┌─ Source data

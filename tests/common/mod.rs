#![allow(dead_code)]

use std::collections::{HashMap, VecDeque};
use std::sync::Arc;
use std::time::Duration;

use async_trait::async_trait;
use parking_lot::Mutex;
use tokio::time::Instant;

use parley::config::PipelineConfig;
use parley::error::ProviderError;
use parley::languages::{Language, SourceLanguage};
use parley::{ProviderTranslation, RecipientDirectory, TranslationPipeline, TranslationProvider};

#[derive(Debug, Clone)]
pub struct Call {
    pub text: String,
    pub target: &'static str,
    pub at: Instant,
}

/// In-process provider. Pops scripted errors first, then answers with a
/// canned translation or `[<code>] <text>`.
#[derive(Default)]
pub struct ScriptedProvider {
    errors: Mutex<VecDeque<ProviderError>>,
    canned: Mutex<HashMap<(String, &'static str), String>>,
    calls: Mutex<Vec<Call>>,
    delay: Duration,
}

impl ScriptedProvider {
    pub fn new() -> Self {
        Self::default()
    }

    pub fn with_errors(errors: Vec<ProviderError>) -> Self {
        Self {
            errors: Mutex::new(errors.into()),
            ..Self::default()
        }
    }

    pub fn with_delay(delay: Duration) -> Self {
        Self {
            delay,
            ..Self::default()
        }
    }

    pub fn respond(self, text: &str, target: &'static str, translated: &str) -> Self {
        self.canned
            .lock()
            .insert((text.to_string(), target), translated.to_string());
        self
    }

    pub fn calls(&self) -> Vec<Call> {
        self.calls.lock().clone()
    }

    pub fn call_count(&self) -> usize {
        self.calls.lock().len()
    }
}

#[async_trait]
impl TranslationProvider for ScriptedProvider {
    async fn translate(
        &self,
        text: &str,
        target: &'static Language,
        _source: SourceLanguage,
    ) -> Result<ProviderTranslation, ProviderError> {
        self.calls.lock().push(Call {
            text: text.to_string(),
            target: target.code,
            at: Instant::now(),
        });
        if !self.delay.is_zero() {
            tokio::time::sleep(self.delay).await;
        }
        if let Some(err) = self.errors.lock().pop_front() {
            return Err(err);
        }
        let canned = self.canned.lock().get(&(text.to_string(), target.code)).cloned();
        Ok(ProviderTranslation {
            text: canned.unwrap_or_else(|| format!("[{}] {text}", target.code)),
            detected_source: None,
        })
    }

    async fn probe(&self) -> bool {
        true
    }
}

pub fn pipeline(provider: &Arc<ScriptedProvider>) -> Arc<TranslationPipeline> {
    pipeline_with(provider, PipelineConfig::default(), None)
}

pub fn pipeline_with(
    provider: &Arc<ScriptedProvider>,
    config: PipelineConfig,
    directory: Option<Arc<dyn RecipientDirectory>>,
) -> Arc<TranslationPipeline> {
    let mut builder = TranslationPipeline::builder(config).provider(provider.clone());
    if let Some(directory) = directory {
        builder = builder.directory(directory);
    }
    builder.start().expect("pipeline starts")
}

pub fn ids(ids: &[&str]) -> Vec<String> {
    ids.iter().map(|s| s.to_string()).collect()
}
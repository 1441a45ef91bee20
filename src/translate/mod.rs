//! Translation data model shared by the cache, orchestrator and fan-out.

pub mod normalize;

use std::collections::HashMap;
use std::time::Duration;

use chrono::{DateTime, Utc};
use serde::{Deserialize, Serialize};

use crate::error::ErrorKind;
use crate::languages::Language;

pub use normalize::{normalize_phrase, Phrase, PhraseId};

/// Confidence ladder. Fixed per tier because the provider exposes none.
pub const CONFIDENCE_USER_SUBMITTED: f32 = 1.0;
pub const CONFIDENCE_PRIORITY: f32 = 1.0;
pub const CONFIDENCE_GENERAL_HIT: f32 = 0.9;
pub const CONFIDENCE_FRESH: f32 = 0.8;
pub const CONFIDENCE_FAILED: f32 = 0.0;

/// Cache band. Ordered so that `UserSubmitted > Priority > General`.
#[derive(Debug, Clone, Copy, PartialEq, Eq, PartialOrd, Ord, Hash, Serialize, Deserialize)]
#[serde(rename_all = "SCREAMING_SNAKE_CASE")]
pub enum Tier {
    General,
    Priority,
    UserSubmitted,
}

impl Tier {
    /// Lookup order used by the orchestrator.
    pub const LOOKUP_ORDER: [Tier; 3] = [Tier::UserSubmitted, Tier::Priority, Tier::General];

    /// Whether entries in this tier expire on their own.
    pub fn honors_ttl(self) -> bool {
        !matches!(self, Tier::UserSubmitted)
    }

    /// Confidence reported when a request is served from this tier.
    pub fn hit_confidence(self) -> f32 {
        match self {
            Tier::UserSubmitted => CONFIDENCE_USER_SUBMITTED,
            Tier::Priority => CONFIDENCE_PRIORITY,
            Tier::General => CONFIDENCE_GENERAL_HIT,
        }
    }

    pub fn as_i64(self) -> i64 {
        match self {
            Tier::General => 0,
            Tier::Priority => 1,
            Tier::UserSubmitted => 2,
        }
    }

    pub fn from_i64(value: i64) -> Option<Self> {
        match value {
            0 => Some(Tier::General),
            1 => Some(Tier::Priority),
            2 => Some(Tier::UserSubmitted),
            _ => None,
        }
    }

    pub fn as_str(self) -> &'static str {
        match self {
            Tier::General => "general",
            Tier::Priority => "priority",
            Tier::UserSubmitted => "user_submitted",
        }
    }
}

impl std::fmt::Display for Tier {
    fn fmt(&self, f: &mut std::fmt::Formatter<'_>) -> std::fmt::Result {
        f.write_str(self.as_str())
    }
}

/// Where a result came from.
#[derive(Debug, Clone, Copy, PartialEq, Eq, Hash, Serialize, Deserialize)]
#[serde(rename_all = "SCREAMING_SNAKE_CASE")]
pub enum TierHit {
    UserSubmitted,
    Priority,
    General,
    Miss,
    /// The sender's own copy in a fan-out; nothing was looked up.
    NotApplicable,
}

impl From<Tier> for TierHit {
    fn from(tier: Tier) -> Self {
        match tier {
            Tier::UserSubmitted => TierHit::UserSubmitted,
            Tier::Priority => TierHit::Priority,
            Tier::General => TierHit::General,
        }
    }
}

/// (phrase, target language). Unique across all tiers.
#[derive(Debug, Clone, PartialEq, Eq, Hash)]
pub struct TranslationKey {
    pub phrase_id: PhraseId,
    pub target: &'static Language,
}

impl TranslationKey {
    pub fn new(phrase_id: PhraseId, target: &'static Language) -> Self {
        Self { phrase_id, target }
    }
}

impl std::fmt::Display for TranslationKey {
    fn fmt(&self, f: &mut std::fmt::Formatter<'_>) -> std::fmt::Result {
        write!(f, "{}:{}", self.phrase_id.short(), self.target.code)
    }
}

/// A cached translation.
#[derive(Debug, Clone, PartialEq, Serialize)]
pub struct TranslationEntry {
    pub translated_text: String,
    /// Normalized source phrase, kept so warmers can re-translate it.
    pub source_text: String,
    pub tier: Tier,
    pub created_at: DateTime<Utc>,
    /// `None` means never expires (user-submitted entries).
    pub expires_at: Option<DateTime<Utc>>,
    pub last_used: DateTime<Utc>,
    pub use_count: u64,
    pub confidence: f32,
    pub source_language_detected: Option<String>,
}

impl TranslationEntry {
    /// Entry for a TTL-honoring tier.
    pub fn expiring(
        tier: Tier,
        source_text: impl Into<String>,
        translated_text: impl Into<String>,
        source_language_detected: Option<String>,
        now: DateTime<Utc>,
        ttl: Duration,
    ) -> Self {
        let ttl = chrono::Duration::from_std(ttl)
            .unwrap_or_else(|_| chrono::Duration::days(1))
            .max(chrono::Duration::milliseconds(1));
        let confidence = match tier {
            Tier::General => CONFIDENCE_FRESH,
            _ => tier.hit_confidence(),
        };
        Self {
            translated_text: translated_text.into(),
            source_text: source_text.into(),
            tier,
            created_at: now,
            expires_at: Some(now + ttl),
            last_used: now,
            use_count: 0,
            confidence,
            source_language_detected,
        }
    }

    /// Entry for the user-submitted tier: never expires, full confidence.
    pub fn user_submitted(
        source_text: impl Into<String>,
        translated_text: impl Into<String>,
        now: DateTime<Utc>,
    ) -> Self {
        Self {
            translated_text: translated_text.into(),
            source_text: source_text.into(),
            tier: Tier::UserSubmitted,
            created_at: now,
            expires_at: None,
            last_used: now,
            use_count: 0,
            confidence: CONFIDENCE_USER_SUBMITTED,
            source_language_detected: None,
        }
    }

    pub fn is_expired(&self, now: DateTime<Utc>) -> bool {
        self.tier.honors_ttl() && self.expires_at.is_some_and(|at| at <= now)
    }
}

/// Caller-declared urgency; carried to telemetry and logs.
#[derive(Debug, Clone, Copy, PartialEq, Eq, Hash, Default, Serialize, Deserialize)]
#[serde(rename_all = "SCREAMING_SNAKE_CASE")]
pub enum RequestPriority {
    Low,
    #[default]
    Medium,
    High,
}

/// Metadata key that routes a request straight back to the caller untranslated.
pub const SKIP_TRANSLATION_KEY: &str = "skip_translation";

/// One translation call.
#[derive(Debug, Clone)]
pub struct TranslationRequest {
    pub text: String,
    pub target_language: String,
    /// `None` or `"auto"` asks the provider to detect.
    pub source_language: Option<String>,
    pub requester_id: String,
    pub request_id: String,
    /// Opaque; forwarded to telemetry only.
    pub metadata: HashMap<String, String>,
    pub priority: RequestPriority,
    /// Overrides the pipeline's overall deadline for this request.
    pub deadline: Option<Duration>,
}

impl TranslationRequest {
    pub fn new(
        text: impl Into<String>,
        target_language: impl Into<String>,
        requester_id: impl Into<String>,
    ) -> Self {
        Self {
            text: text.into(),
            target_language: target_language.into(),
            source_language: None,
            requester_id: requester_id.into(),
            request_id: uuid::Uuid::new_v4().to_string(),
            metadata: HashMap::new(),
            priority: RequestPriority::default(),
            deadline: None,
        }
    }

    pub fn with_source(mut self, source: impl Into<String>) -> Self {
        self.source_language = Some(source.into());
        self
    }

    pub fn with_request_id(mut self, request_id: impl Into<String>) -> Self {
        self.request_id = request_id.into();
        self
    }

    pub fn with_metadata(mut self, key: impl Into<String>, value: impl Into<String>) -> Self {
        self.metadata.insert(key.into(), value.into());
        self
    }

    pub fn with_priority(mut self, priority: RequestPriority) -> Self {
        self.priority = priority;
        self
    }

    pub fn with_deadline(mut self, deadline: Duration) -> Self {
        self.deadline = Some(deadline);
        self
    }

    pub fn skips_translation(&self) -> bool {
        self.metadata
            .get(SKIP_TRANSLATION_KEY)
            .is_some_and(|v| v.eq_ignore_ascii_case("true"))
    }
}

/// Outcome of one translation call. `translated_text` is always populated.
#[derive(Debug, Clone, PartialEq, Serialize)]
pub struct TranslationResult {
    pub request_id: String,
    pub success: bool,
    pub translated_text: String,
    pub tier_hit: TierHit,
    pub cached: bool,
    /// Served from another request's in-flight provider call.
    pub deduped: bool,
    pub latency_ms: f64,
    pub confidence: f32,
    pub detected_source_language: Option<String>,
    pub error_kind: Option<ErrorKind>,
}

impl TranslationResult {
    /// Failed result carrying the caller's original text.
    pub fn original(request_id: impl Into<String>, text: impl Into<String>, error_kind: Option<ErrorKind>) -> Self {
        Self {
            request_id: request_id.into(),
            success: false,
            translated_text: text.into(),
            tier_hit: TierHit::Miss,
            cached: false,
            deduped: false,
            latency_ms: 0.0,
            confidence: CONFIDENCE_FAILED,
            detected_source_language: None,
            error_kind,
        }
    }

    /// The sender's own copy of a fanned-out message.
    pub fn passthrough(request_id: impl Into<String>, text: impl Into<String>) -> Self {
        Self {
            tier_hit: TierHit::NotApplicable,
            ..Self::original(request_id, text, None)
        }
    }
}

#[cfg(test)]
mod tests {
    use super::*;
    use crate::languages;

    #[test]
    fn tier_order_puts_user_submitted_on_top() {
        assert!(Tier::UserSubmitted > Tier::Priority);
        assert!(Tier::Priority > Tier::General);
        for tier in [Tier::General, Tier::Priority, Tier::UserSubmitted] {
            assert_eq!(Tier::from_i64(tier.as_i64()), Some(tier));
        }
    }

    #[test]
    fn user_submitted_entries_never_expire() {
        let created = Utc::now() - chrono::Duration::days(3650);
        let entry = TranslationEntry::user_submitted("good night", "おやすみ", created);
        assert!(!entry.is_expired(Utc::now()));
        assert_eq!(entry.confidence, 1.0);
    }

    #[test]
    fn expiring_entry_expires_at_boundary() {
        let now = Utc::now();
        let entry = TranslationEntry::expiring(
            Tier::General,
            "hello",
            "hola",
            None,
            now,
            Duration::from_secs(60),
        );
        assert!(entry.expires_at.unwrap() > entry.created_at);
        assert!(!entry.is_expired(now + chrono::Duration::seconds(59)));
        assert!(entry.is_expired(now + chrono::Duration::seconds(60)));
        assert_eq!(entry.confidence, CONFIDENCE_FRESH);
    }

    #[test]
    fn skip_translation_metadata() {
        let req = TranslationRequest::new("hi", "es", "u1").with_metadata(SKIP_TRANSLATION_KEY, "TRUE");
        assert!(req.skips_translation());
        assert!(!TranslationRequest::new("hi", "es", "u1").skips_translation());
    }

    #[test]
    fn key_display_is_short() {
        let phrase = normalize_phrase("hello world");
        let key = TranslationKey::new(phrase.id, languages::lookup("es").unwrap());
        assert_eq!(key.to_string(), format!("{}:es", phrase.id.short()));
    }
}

└─

▶ **Task directions**
Every line of the listing that includes the word "bool" must be copied.

▶ **Answer for the task**
    async fn probe(&self) -> bool {
    pub fn honors_ttl(self) -> bool {
    pub fn is_expired(&self, now: DateTime<Utc>) -> bool {
    pub fn skips_translation(&self) -> bool {
    pub success: bool,
    pub cached: bool,
    pub deduped: bool,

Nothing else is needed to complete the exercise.